Al-Baqali a expliqué que le citoyen marocain, confronté à la complexité des rendez-vous et aux coûts des cliniques, a trouvé dans « l’intelligence artificielle » un refuge gratuit et immédiat, car les applications de chat automatisé ont commencé à effectuer les tâches de diagnostic initial, de lecture des tests et même de prescription de traitements à domicile, ce qui a effectivement permis de réduire la surpopulation des services d’accueil, mais en retour, cela pose de graves problèmes juridiques et sanitaires.
Le directeur de l’Observatoire a estimé que cette évolution confirme sa théorie antérieure sur la « disparition des emplois traditionnels » et le changement dans la structure du secteur public. Le rôle du « médecin généraliste » dans les cas simples commence à s’éroder au profit des algorithmes. L’orateur a averti que cette “diarrhée” pourrait conduire à des désastres sanitaires si elle n’est pas accompagnée d’une prise de conscience sociétale, soulignant que l’intelligence artificielle doit être un outil auxiliaire du médecin et non un substitut, et que le vide laissé par les hôpitaux a été comblé par la technologie à une vitesse terrifiante.

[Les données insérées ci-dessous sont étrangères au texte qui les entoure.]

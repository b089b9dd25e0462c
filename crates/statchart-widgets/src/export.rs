//! The image export boundary.
//!
//! Capture is a side-effecting contract: hide the interactive controls,
//! rasterize the chart region, restore the controls. [`export_chart`]
//! owns that sequence so `end_capture` runs even when the capture itself
//! fails, and derives the download filename from the character name.

use serde::{Deserialize, Serialize};
use statchart_core::Rect;

/// A rasterized capture of the chart region, encoded as a PNG data URL.
#[derive(Debug, Clone, PartialEq, Eq, Serialize, Deserialize)]
pub struct CapturedImage {
    /// `data:image/png;base64,...` payload driving the client-side
    /// download.
    pub data_url: String,
}

/// A finished export: the image plus its download filename.
#[derive(Debug, Clone, PartialEq, Eq)]
pub struct ChartExport {
    /// Sanitized download filename.
    pub filename: String,
    /// The captured image.
    pub image: CapturedImage,
}

/// Error surface of the export boundary.
#[derive(Debug, Clone, PartialEq, Eq)]
pub enum ExportError {
    /// The backend failed to rasterize the region.
    CaptureFailed(String),
}

impl std::fmt::Display for ExportError {
    fn fmt(&self, f: &mut std::fmt::Formatter<'_>) -> std::fmt::Result {
        match self {
            Self::CaptureFailed(reason) => write!(f, "capture failed: {reason}"),
        }
    }
}

impl std::error::Error for ExportError {}

/// Screenshot backend for the rendered chart region.
///
/// `begin_capture` and `end_capture` bracket every capture: the first
/// hides interactive controls and expands the region for rendering, the
/// second restores the original state. Implementations must tolerate
/// `end_capture` after a failed capture.
pub trait ExportAdapter {
    /// Hide controls and prepare the region for rasterization.
    fn begin_capture(&mut self);

    /// Rasterize the region to a PNG data URL.
    fn capture(&mut self, region: Rect) -> Result<CapturedImage, ExportError>;

    /// Restore the UI state changed by `begin_capture`.
    fn end_capture(&mut self);
}

/// Run one export: bracket the capture with the begin/end hooks and name
/// the download after the character.
pub fn export_chart(
    adapter: &mut dyn ExportAdapter,
    region: Rect,
    character_name: &str,
) -> Result<ChartExport, ExportError> {
    adapter.begin_capture();
    let result = adapter.capture(region);
    adapter.end_capture();

    let image = result?;
    Ok(ChartExport {
        filename: download_filename(character_name),
        image,
    })
}

/// Download filename for a character: whitespace runs collapse to `_`,
/// empty names become `Unnamed`.
#[must_use]
pub fn download_filename(character_name: &str) -> String {
    let cleaned: Vec<&str> = character_name.split_whitespace().collect();
    let name = if cleaned.is_empty() {
        "Unnamed".to_string()
    } else {
        cleaned.join("_")
    };
    format!("{name}_CharacterChart.png")
}

/// Export adapter that captures nothing. Records hook calls so tests can
/// assert the bracket contract.
#[derive(Debug, Default)]
pub struct NullExporter {
    /// Number of `begin_capture` calls.
    pub begun: usize,
    /// Number of `end_capture` calls.
    pub ended: usize,
    /// When set, `capture` fails.
    pub fail_next: bool,
}

impl NullExporter {
    /// Create a new null exporter.
    #[must_use]
    pub fn new() -> Self {
        Self::default()
    }
}

impl ExportAdapter for NullExporter {
    fn begin_capture(&mut self) {
        self.begun += 1;
    }

    fn capture(&mut self, _region: Rect) -> Result<CapturedImage, ExportError> {
        if self.fail_next {
            return Err(ExportError::CaptureFailed("null backend".to_string()));
        }
        Ok(CapturedImage {
            data_url: "data:image/png;base64,".to_string(),
        })
    }

    fn end_capture(&mut self) {
        self.ended += 1;
    }
}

Al-Baqali a conclu sa déclaration en appelant le ministère de la Santé et de la Protection sociale à prêter attention à ce « concurrent silencieux » et à œuvrer immédiatement pour intégrer l’intelligence artificielle dans le système de santé de manière réglementée, afin de garantir que la réduction de la pression sur les hôpitaux soit un facteur positif d’amélioration des services, et non un indicateur de la réticence des Marocains à recourir à la médecine scientifique et de leur recours aux « prescriptions numériques ».